Exposure to high levels of monomeric IgE enhances FcεRI expression on basophils and mast cells27,73,74 that show an increased magnitude and sensitivity of responsiveness.
Moreover, IgE antibodies significantly affect murine mast cell survival and proliferation and promote cytokine production.75,76 Similarly, human monomeric IgE induces histamine and leukotriene release by human lung mast cells.77
Mast cells that undergo IgE-dependent FcεRI upregulation show an increased versatility, magnitude and sensitivity of responsiveness. Thus, the progressive accumulation of receptors at the cell surface contributes to the maintenance of a positive amplification loop.
However, Kawakami’s group demonstrated that there is a high variability among IgE molecules of different specificities with respect to the reported activities and designated as “highly cytokinergic” (HC) those IgE clones capable of inducing significant quantities of cytokines.78 Notably, HC IgE clones can cross-react with multiple autoantigens and may promote a low level of FcεRI aggregation.78,79
Taken together, these findings provide a potential mechanism to explain the effects of HC IgE in the absence of the nominal allergen, whereby cross-linking of IgE-occupied receptors would be induced by ubiquitous self-antigens. Furthermore, they provide the biological rationale for targeting IgE in allergic asthma with agents such as omalizumab. With respect to the homeostatic effects of IgE, the depletion of free IgE by omalizumab results in the downregulation of FcεRI on basophils and mast cells, making those cells less sensitive to stimulation by incoming allergens.49,80 Moreover, IgE neutralization abolishes the ability of monomeric IgE to activate mast cell survival, proliferation and cytokine production.

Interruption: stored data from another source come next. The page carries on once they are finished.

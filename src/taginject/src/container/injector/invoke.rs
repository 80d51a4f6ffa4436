use crate::container::injector::{Dependency, Injector, InjectorError, Lookup};

/// A callable whose parameters can be resolved from an [`Injector`].
///
/// Implemented by every `FnOnce(D1, D2, ...) -> R` where each `Di` is a
/// [`Dependency`]. Parameters are resolved in positional order before the
/// call; the first failure aborts and the callable is never run. The output
/// is returned as is, and panics raised by the callable propagate to the
/// caller.
///
/// Rust has no variadic functions, so [`Invocable`] is only implemented for
/// callables taking at most 16 parameters. Parameter types of closures must
/// be annotated.
pub trait Invocable<Args> {
    /// The value returned by the callable.
    type Output;

    /// The number of parameters.
    const ARITY: usize;

    /// Resolves the parameters and calls `self`. The parameter at position
    /// `i` is looked up by `tags[i]` if present, by its declared type
    /// otherwise.
    ///
    /// # Errors
    ///
    /// Returns the first error met while resolving a parameter.
    fn invoke_with(self, injector: &dyn Injector, tags: &[&str]) -> Result<Self::Output, InjectorError>;
}

impl<F, R> Invocable<()> for F
where
    F: FnOnce() -> R,
{
    type Output = R;

    const ARITY: usize = 0;

    fn invoke_with(self, _injector: &dyn Injector, _tags: &[&str]) -> Result<Self::Output, InjectorError> {
        Ok(self())
    }
}

macro_rules! count {
    () => { 0usize };
    ($head:ident $(, $tail:ident)*) => { 1usize + count!($($tail),*) };
}

macro_rules! for_all_tuples {
    ($implementation:ident) => {
        $implementation!(D1);
        $implementation!(D1, D2);
        $implementation!(D1, D2, D3);
        $implementation!(D1, D2, D3, D4);
        $implementation!(D1, D2, D3, D4, D5);
        $implementation!(D1, D2, D3, D4, D5, D6);
        $implementation!(D1, D2, D3, D4, D5, D6, D7);
        $implementation!(D1, D2, D3, D4, D5, D6, D7, D8);
        $implementation!(D1, D2, D3, D4, D5, D6, D7, D8, D9);
        $implementation!(D1, D2, D3, D4, D5, D6, D7, D8, D9, D10);
        $implementation!(D1, D2, D3, D4, D5, D6, D7, D8, D9, D10, D11);
        $implementation!(D1, D2, D3, D4, D5, D6, D7, D8, D9, D10, D11, D12);
        $implementation!(D1, D2, D3, D4, D5, D6, D7, D8, D9, D10, D11, D12, D13);
        $implementation!(D1, D2, D3, D4, D5, D6, D7, D8, D9, D10, D11, D12, D13, D14);
        $implementation!(D1, D2, D3, D4, D5, D6, D7, D8, D9, D10, D11, D12, D13, D14, D15);
        $implementation!(D1, D2, D3, D4, D5, D6, D7, D8, D9, D10, D11, D12, D13, D14, D15, D16);
    };
}

macro_rules! impl_invocable {
    ($($dep:ident),*) => {
        #[allow(non_snake_case)]
        impl<F, R, $($dep,)*> Invocable<($($dep,)*)> for F
        where
            F: FnOnce($($dep,)*) -> R,
            $($dep: Dependency,)*
        {
            type Output = R;

            const ARITY: usize = count!($($dep),*);

            #[allow(unused_assignments)]
            fn invoke_with(
                self,
                injector: &dyn Injector,
                tags: &[&str],
            ) -> Result<Self::Output, InjectorError> {
                let mut position = 0;
                $(
                    let $dep = Lookup::at(tags, position).resolve::<$dep, _>(injector)?;
                    position += 1;
                )*
                Ok(self($($dep,)*))
            }
        }
    };
}

for_all_tuples!(impl_invocable);

#[cfg(test)]
mod tests {
    use std::cell::Cell;
    use std::sync::Arc;

    use crate::container::injector::{MockInjector, TypedInjector};
    use crate::container::Binding;
    use crate::key::TypeKey;

    use super::*;

    fn injector() -> MockInjector {
        let mut injector = MockInjector::new();
        injector.expect_dyn_get().returning(|key| {
            if *key == TypeKey::of::<String>() {
                Ok(Binding::new(Arc::new(String::from("token"))))
            } else if *key == TypeKey::of::<i32>() {
                Ok(Binding::new(Arc::new(42i32)))
            } else {
                Err(InjectorError::NotFound { key: *key })
            }
        });
        injector.expect_dyn_get_tag().returning(|tag| match tag {
            "name" | "password" | "gender" => Ok(Binding::new(Arc::new(tag.to_string()))),
            _ => Err(InjectorError::TagNotFound {
                tag: tag.to_string(),
            }),
        });
        injector
    }

    fn arity<F, A>(_callable: &F) -> usize
    where
        F: Invocable<A>,
    {
        F::ARITY
    }

    #[test]
    fn invocable_arity_succeeds() {
        assert_eq!(arity(&|| ()), 0);
        assert_eq!(arity(&|_: i32| ()), 1);
        assert_eq!(arity(&|_: i32, _: String, _: Arc<i32>| ()), 3);
    }

    #[test]
    fn invoke_succeeds() {
        let injector = injector();

        let res = injector
            .invoke(|token: String, answer: Arc<i32>| format!("{token}-{answer}"))
            .unwrap();
        assert_eq!(res, "token-42");

        assert_eq!(injector.invoke(|| "no parameter").unwrap(), "no parameter");
    }

    #[test]
    fn invoke_tag_succeeds_when_tags_are_fewer_than_parameters() {
        let injector = injector();

        let res = injector
            .invoke_tag(
                &["name", "password", "gender"],
                |name: String, password: String, gender: String, token: String| {
                    [name, password, gender, token].join(",")
                },
            )
            .unwrap();
        assert_eq!(res, "name,password,gender,token");
    }

    #[test]
    fn invoke_tag_succeeds_when_tags_are_more_than_parameters() {
        let injector = injector();

        let res = injector
            .invoke_tag(&["name", "password", "unknown"], |name: String| name)
            .unwrap();
        assert_eq!(res, "name");
    }

    #[test]
    fn invoke_fails_without_calling_when_parameter_not_found() {
        let injector = injector();
        let called = Cell::new(false);

        let res = injector.invoke(|_: String, _: f64| called.set(true));
        assert!(matches!(
            res,
            Err(InjectorError::NotFound { key }) if key == TypeKey::of::<f64>()
        ));
        assert!(!called.get());

        let res = injector.invoke_tag(&["missing"], |_: String| called.set(true));
        assert!(matches!(res, Err(InjectorError::TagNotFound { .. })));
        assert!(!called.get());
    }

    #[test]
    #[should_panic(expected = "callable panicked")]
    fn invoke_propagates_panics() {
        let injector = injector();
        let _ = injector.invoke(|_: i32| -> () { panic!("callable panicked") });
    }
}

Abbreviation: IgE, immunoglobulin E.
The effect of the IgE network on DCs is still more complex, taking into account that FcεRI on monocytes can lead to IL-10 production preventing their in vitro differentiation in DCs.37 This modulation of APC differentiation promotes a less efficient T-cell activation, suggesting a contribution of FcεRI in the downregulation of the inflammation. Furthermore, FcεRI is a negative regulator of plasmacytoid DC interferon-I production through the activation of immunoglobulin-like transcript 7, an inhibitory receptor bearing an immunoreceptor tyrosine-based activating motif-based activation motif.38
Expression and putative functions of IgE receptors on human eosinophils and macrophages
Human eosinophils develop as mature cells in the bone marrow, and they usually have a short (24–48-hour) lifespan in the blood. Under normal circumstances, these cells do not accumulate within peripheral tissues unless they are recruited locally by specific proinflammatory cytokines and chemokines. Early studies demonstrated that human blood eosinophils express mRNA for all chains (α, β and γ) of the high-affinity IgE receptor.39–41 In diseases associated with high IgE and eosinophilia, surface expression of the FcεRI has been detected in both blood and tissue eosinophils. However, the level of membrane expression is usually low, and its detection is often complicated by the presence of intracellular stores of the receptor. Human eosinophils also express FcεRII that, together with FcεRI, have been associated with the anti-parasitic function of these cells.39 Increased expression of either the high- or low-affinity IgE receptor on eosinophils has been associated with their recruitment in hypereosinophilic disorders.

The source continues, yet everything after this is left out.